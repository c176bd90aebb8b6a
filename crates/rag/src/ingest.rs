use anyhow::{Context, Result};
use indexmap::IndexMap;
use serde::Serialize;
use serde_json::Value;
use std::path::{Path, PathBuf};
use std::sync::Arc;
use tracing::{info, warn};

use tabrag_core::{keys, list_data_files, Domain, Normalizer, Record};
use tabrag_index::{point_id, Point, VectorIndex};
use tabrag_llm::EmbedMode;

use crate::cache::EmbeddingCache;
use crate::catalog::CatalogStore;

pub const UPSERT_BATCH: usize = 128;
const DIM_PROBE: &str = "dim_check";

#[derive(Debug, Clone, Serialize)]
pub struct PreviewReport {
    pub bot_id: String,
    pub files: Vec<String>,
    pub counts_by_domain: IndexMap<String, usize>,
    pub sample: Vec<Record>,
    pub total_records: usize,
}

#[derive(Debug, Clone, Serialize)]
pub struct IngestReport {
    pub bot_id: String,
    pub files: Vec<String>,
    pub found_rows: usize,
    pub catalog_entries: usize,
    pub collection: String,
    pub count_now: u64,
}

#[derive(Debug, Clone, Serialize)]
pub struct ResetReport {
    pub collection: String,
    pub dropped: bool,
    #[serde(skip_serializing_if = "Option::is_none")]
    pub bot_id: Option<String>,
    pub catalog_removed: usize,
}

#[derive(Debug, Clone, Serialize)]
pub struct HealthReport {
    pub embedding_model: String,
    pub dims: usize,
    pub collection: String,
    pub collection_exists: bool,
}

/// Source directory to index: normalize, catalog, embed, upsert.
pub struct IngestPipeline {
    data_root: PathBuf,
    catalog: Arc<CatalogStore>,
    cache: Arc<EmbeddingCache>,
    index: Arc<dyn VectorIndex>,
    collection: String,
}

impl IngestPipeline {
    pub fn new(
        data_root: impl Into<PathBuf>,
        catalog: Arc<CatalogStore>,
        cache: Arc<EmbeddingCache>,
        index: Arc<dyn VectorIndex>,
        collection: impl Into<String>,
    ) -> Self {
        Self {
            data_root: data_root.into(),
            catalog,
            cache,
            index,
            collection: collection.into(),
        }
    }

    pub fn collection(&self) -> &str {
        &self.collection
    }

    pub fn bot_dir(&self, bot_id: &str) -> PathBuf {
        self.data_root.join(bot_id)
    }

    /// Dry run over `<data_root>/<bot>`, or the data root itself when the tenant
    /// has no directory of its own.
    pub fn preview(&self, bot_id: &str, only_domain: Option<Domain>, sample_size: usize) -> Result<PreviewReport> {
        let mut dir = self.bot_dir(bot_id);
        if !dir.is_dir() {
            dir = self.data_root.clone();
        }
        let files = file_names(&dir)?;
        let records = Normalizer::new(bot_id).normalize(&dir)?;

        let mut counts_by_domain = IndexMap::new();
        for record in &records {
            *counts_by_domain
                .entry(record.metadata.domain.as_str().to_string())
                .or_insert(0) += 1;
        }
        let sample = records
            .iter()
            .filter(|r| only_domain.map_or(true, |d| r.metadata.domain == d))
            .take(sample_size)
            .cloned()
            .collect();
        Ok(PreviewReport {
            bot_id: bot_id.to_string(),
            files,
            counts_by_domain,
            sample,
            total_records: records.len(),
        })
    }

    pub fn ingest(&self, bot_id: &str) -> Result<IngestReport> {
        let dir = self.bot_dir(bot_id);
        let files = file_names(&dir)?;
        let records = Normalizer::new(bot_id)
            .normalize(&dir)
            .with_context(|| format!("failed to normalize {}", dir.display()))?;
        let catalog_entries = self.catalog.upsert(&records, bot_id)?;
        if records.is_empty() {
            warn!(bot_id, dir = %dir.display(), "no rows found, nothing to index");
            return Ok(IngestReport {
                bot_id: bot_id.to_string(),
                files,
                found_rows: 0,
                catalog_entries,
                collection: self.collection.clone(),
                count_now: self.count_or_zero()?,
            });
        }

        self.ensure_collection()?;
        let texts: Vec<String> = records.iter().map(|r| r.text.clone()).collect();
        let vectors = self.cache.embed_many(&texts, EmbedMode::Document)?;

        let mut batch = Vec::with_capacity(UPSERT_BATCH);
        let mut written = 0usize;
        for (record, vector) in records.iter().zip(vectors) {
            let id = point_id(bot_id, &record.metadata.chunk_id).to_string();
            let mut payload = record.to_payload()?;
            payload.insert(keys::POINT_UUID.to_string(), Value::String(id.clone()));
            batch.push(Point { id, vector, payload });
            if batch.len() >= UPSERT_BATCH {
                written += batch.len();
                self.flush(&mut batch)?;
                info!(bot_id, written, total = records.len(), "upserted batch");
            }
        }
        if !batch.is_empty() {
            written += batch.len();
            self.flush(&mut batch)?;
        }

        let count_now = self
            .index
            .count(&self.collection)
            .with_context(|| format!("failed to count {}", self.collection))?;
        info!(bot_id, rows = written, count_now, "ingestion finished");
        Ok(IngestReport {
            bot_id: bot_id.to_string(),
            files,
            found_rows: records.len(),
            catalog_entries,
            collection: self.collection.clone(),
            count_now,
        })
    }

    /// Drops the shared collection; with a bot id also clears that tenant's catalog.
    pub fn reset(&self, bot_id: Option<&str>) -> Result<ResetReport> {
        let dropped = self
            .index
            .drop_collection(&self.collection)
            .with_context(|| format!("failed to drop {}", self.collection))?;
        let catalog_removed = match bot_id {
            Some(bot_id) => self.catalog.reset(bot_id)?,
            None => 0,
        };
        info!(collection = %self.collection, dropped, catalog_removed, "reset");
        Ok(ResetReport {
            collection: self.collection.clone(),
            dropped,
            bot_id: bot_id.map(str::to_string),
            catalog_removed,
        })
    }

    pub fn health(&self) -> Result<HealthReport> {
        let dims = self.probe_dimensions()?;
        let collection_exists = self
            .index
            .collection_exists(&self.collection)
            .with_context(|| format!("failed to inspect {}", self.collection))?;
        Ok(HealthReport {
            embedding_model: self.cache.embedder().model().to_string(),
            dims,
            collection: self.collection.clone(),
            collection_exists,
        })
    }

    fn probe_dimensions(&self) -> Result<usize> {
        let vector = self
            .cache
            .embedder()
            .embed(DIM_PROBE, EmbedMode::Document)
            .context("embedding probe failed")?;
        Ok(vector.len())
    }

    fn ensure_collection(&self) -> Result<()> {
        if self.index.collection_exists(&self.collection)? {
            return Ok(());
        }
        let dims = self.probe_dimensions()?;
        self.index
            .create_collection(&self.collection, dims)
            .with_context(|| format!("failed to create {}", self.collection))?;
        info!(collection = %self.collection, dims, "created collection");
        Ok(())
    }

    fn flush(&self, batch: &mut Vec<Point>) -> Result<()> {
        let points = std::mem::take(batch);
        self.index
            .upsert(&self.collection, points)
            .with_context(|| format!("upsert into {} failed", self.collection))?;
        Ok(())
    }

    fn count_or_zero(&self) -> Result<u64> {
        if self.index.collection_exists(&self.collection)? {
            Ok(self.index.count(&self.collection)?)
        } else {
            Ok(0)
        }
    }
}

fn file_names(dir: &Path) -> Result<Vec<String>> {
    let files = list_data_files(dir).with_context(|| format!("cannot list {}", dir.display()))?;
    Ok(files
        .iter()
        .filter_map(|p| p.file_name())
        .map(|n| n.to_string_lossy().into_owned())
        .collect())
}

#[cfg(test)]
mod tests {
    use super::*;
    use crate::provider::EmbeddingClient;
    use tabrag_index::MemoryIndex;

    const FEES: &str = "carrera,periodo,arancel_mensual\nMedicina,2024,\"$ 62.000\"\nMedicina,2025,\"$ 70.500\"\n";
    const GRANTS: &str = "beca,requisitos\nExcelencia,Promedio 8\n";

    fn pipeline(root: &Path) -> (IngestPipeline, Arc<MemoryIndex>) {
        let index = Arc::new(MemoryIndex::new());
        let cache = Arc::new(EmbeddingCache::in_memory(Arc::new(EmbeddingClient::hash(16))).unwrap());
        let catalog = Arc::new(CatalogStore::in_memory().unwrap());
        (IngestPipeline::new(root, catalog, cache, index.clone(), "admisiones"), index)
    }

    fn seed(dir: &Path) {
        std::fs::create_dir_all(dir).unwrap();
        std::fs::write(dir.join("aranceles.csv"), FEES).unwrap();
        std::fs::write(dir.join("becas.csv"), GRANTS).unwrap();
    }

    #[test]
    fn ingest_indexes_every_row_once() {
        let root = tempfile::tempdir().unwrap();
        seed(&root.path().join("b"));
        let (pipeline, index) = pipeline(root.path());

        let first = pipeline.ingest("b").unwrap();
        assert_eq!(first.found_rows, 3);
        assert_eq!(first.count_now, 3);
        assert_eq!(first.catalog_entries, 2);
        assert_eq!(first.files, ["aranceles.csv", "becas.csv"]);

        let again = pipeline.ingest("b").unwrap();
        assert_eq!(again.count_now, 3);
        assert_eq!(index.count("admisiones").unwrap(), 3);
        assert_eq!(pipeline.health().unwrap().dims, 16);
    }

    #[test]
    fn preview_counts_and_samples_without_indexing() {
        let root = tempfile::tempdir().unwrap();
        seed(root.path());
        let (pipeline, index) = pipeline(root.path());

        let report = pipeline.preview("b", Some(Domain::Becas), 5).unwrap();
        assert_eq!(report.total_records, 3);
        assert_eq!(report.counts_by_domain.get("aranceles"), Some(&2));
        assert_eq!(report.counts_by_domain.get("becas"), Some(&1));
        assert_eq!(report.sample.len(), 1);
        assert_eq!(report.sample[0].metadata.domain, Domain::Becas);
        assert!(!index.collection_exists("admisiones").unwrap());
    }

    #[test]
    fn ingest_requires_the_tenant_directory() {
        let root = tempfile::tempdir().unwrap();
        let (pipeline, _) = pipeline(root.path());
        assert!(pipeline.ingest("missing").is_err());
    }

    #[test]
    fn reset_drops_collection_and_tenant_catalog() {
        let root = tempfile::tempdir().unwrap();
        seed(&root.path().join("b"));
        let (pipeline, index) = pipeline(root.path());
        pipeline.ingest("b").unwrap();

        let report = pipeline.reset(Some("b")).unwrap();
        assert!(report.dropped);
        assert_eq!(report.catalog_removed, 1);
        assert!(!index.collection_exists("admisiones").unwrap());
        assert!(!pipeline.reset(None).unwrap().dropped);
    }
}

-*-

* _What this task involves_:
Which lines of the records above contain the word "seed"? Copy each of them.

* _Your solution_:
    fn seed(dir: &Path) {
        seed(&root.path().join("b"));
        seed(root.path());
        seed(&root.path().join("b"));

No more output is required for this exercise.